• Task instructions
Can you quote, word for word, every line from the first line of the records below through the line containing "the service obtains", and nothing else?

Segment Start: The data

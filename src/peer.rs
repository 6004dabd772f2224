//! Remote peer transport.
//!
//! The sync engine talks to a remote node only through [`RemotePeer`], and
//! the service obtains peers only through a [`PeerConnector`]. Tests plug
//! in in-memory implementations; production uses [`HttpConnector`], which
//! speaks the same JSON API this crate serves.
//!
//! # Wire Protocol
//!
//! | Step | Request |
//! |------|---------|
//! | handshake | `GET {endpoint}/api/replication/handshake` |
//! | fetch | `GET {endpoint}/api/truth/all?offset={o}&limit={l}` |
//! | push | `POST {endpoint}/api/truth/add` with `{content, source, topics}` |
//!
//! Every request carries `Authorization: Bearer <api_key>` when the node
//! has a non-empty key.

use crate::config::SyncConfig;
use crate::model::{ApiKey, Node, NodeId, TruthPayload};
use reqwest::StatusCode;
use serde::Deserialize;
use std::future::Future;
use std::pin::Pin;
use std::sync::Arc;
use thiserror::Error;
use tracing::debug;

/// Result type for peer operations.
pub type PeerResult<T> = std::result::Result<T, PeerError>;

/// Type alias for boxed async futures (reduces trait signature complexity).
pub type BoxFuture<'a, T> = Pin<Box<dyn Future<Output = PeerResult<T>> + Send + 'a>>;

/// Failure talking to a remote node.
#[derive(Error, Debug, Clone, PartialEq, Eq)]
pub enum PeerError {
    /// Connection refused, DNS failure, reset.
    #[error("peer unreachable: {0}")]
    Unreachable(String),

    /// No response within the configured timeout.
    #[error("peer timed out during {0}")]
    Timeout(String),

    /// The peer rejected our credential (401/403).
    #[error("peer rejected credentials (HTTP {0})")]
    Unauthorized(u16),

    /// Any other non-success HTTP status.
    #[error("peer returned HTTP {status}: {body}")]
    Rejected { status: u16, body: String },

    /// The response did not match the expected shape.
    #[error("unexpected peer response: {0}")]
    Protocol(String),
}

impl PeerError {
    /// Short, stable label used for metrics.
    pub fn kind_label(&self) -> &'static str {
        match self {
            Self::Unreachable(_) => "unreachable",
            Self::Timeout(_) => "timeout",
            Self::Unauthorized(_) => "unauthorized",
            Self::Rejected { .. } => "rejected",
            Self::Protocol(_) => "protocol",
        }
    }
}

/// One remote node, as seen by a sync pass.
pub trait RemotePeer: Send + Sync {
    /// Verify reachability and credentials. Returns the remote's node id.
    fn handshake(&self) -> BoxFuture<'_, String>;

    /// One page of the remote's truth listing, in the remote's order.
    /// A page shorter than `limit` is the last one.
    fn fetch_page(&self, offset: usize, limit: usize) -> BoxFuture<'_, Vec<TruthPayload>>;

    /// Create one truth on the remote.
    fn push<'a>(&'a self, truth: &'a TruthPayload) -> BoxFuture<'a, ()>;
}

/// Builds a [`RemotePeer`] for a registered node.
pub trait PeerConnector: Send + Sync + 'static {
    fn connect(&self, node: &Node, api_key: &ApiKey) -> PeerResult<Arc<dyn RemotePeer>>;
}

// =============================================================================
// HTTP implementation
// =============================================================================

/// Creates [`HttpPeer`]s sharing one connection pool.
#[derive(Clone)]
pub struct HttpConnector {
    client: reqwest::Client,
}

impl HttpConnector {
    /// Build the shared client with connect/request timeouts from `config`.
    pub fn new(config: &SyncConfig) -> PeerResult<Self> {
        let client = reqwest::Client::builder()
            .connect_timeout(config.connect_timeout_duration())
            .timeout(config.request_timeout_duration())
            .build()
            .map_err(|e| PeerError::Protocol(format!("cannot build HTTP client: {}", e)))?;
        Ok(Self { client })
    }
}

impl PeerConnector for HttpConnector {
    fn connect(&self, node: &Node, api_key: &ApiKey) -> PeerResult<Arc<dyn RemotePeer>> {
        Ok(Arc::new(HttpPeer {
            node_id: node.id,
            base_url: node.endpoint.trim_end_matches('/').to_string(),
            api_key: api_key.clone(),
            client: self.client.clone(),
        }))
    }
}

/// A remote node reached over HTTP.
pub struct HttpPeer {
    node_id: NodeId,
    base_url: String,
    api_key: ApiKey,
    client: reqwest::Client,
}

#[derive(Deserialize)]
struct HandshakeResponse {
    node_id: String,
}

#[derive(Deserialize)]
struct TruthListing {
    truths: Vec<TruthPayload>,
}

fn classify(operation: &str, e: reqwest::Error) -> PeerError {
    if e.is_timeout() {
        PeerError::Timeout(operation.to_string())
    } else if e.is_decode() {
        PeerError::Protocol(e.to_string())
    } else {
        PeerError::Unreachable(e.to_string())
    }
}

async fn check_status(response: reqwest::Response) -> PeerResult<reqwest::Response> {
    let status = response.status();
    if status.is_success() {
        return Ok(response);
    }
    if status == StatusCode::UNAUTHORIZED || status == StatusCode::FORBIDDEN {
        return Err(PeerError::Unauthorized(status.as_u16()));
    }
    let body = response.text().await.unwrap_or_default();
    Err(PeerError::Rejected {
        status: status.as_u16(),
        body,
    })
}

impl HttpPeer {
    fn url(&self, path: &str) -> String {
        format!("{}{}", self.base_url, path)
    }

    fn authorize(&self, request: reqwest::RequestBuilder) -> reqwest::RequestBuilder {
        if self.api_key.is_empty() {
            request
        } else {
            request.bearer_auth(self.api_key.expose())
        }
    }
}

impl RemotePeer for HttpPeer {
    fn handshake(&self) -> BoxFuture<'_, String> {
        Box::pin(async move {
            let request = self.authorize(self.client.get(self.url("/api/replication/handshake")));
            let response = request.send().await.map_err(|e| classify("handshake", e))?;
            let response = check_status(response).await?;
            let body: HandshakeResponse =
                response.json().await.map_err(|e| classify("handshake", e))?;
            debug!(node_id = self.node_id, remote_id = %body.node_id, "Handshake complete");
            Ok(body.node_id)
        })
    }

    fn fetch_page(&self, offset: usize, limit: usize) -> BoxFuture<'_, Vec<TruthPayload>> {
        Box::pin(async move {
            let request = self.authorize(
                self.client
                    .get(self.url("/api/truth/all"))
                    .query(&[("offset", offset), ("limit", limit)]),
            );
            let response = request.send().await.map_err(|e| classify("fetch", e))?;
            let response = check_status(response).await?;
            let listing: TruthListing = response.json().await.map_err(|e| classify("fetch", e))?;
            Ok(listing.truths)
        })
    }

    fn push<'a>(&'a self, truth: &'a TruthPayload) -> BoxFuture<'a, ()> {
        Box::pin(async move {
            let request = self.authorize(self.client.post(self.url("/api/truth/add")).json(truth));
            let response = request.send().await.map_err(|e| classify("push", e))?;
            check_status(response).await?;
            Ok(())
        })
    }
}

Segment End: The data

• Result of the task
filename src/peer.rs
repository 6004dabd772f2224
//! Remote peer transport.
//!
//! The sync engine talks to a remote node only through [`RemotePeer`], and
//! the service obtains peers only through a [`PeerConnector`]. Tests plug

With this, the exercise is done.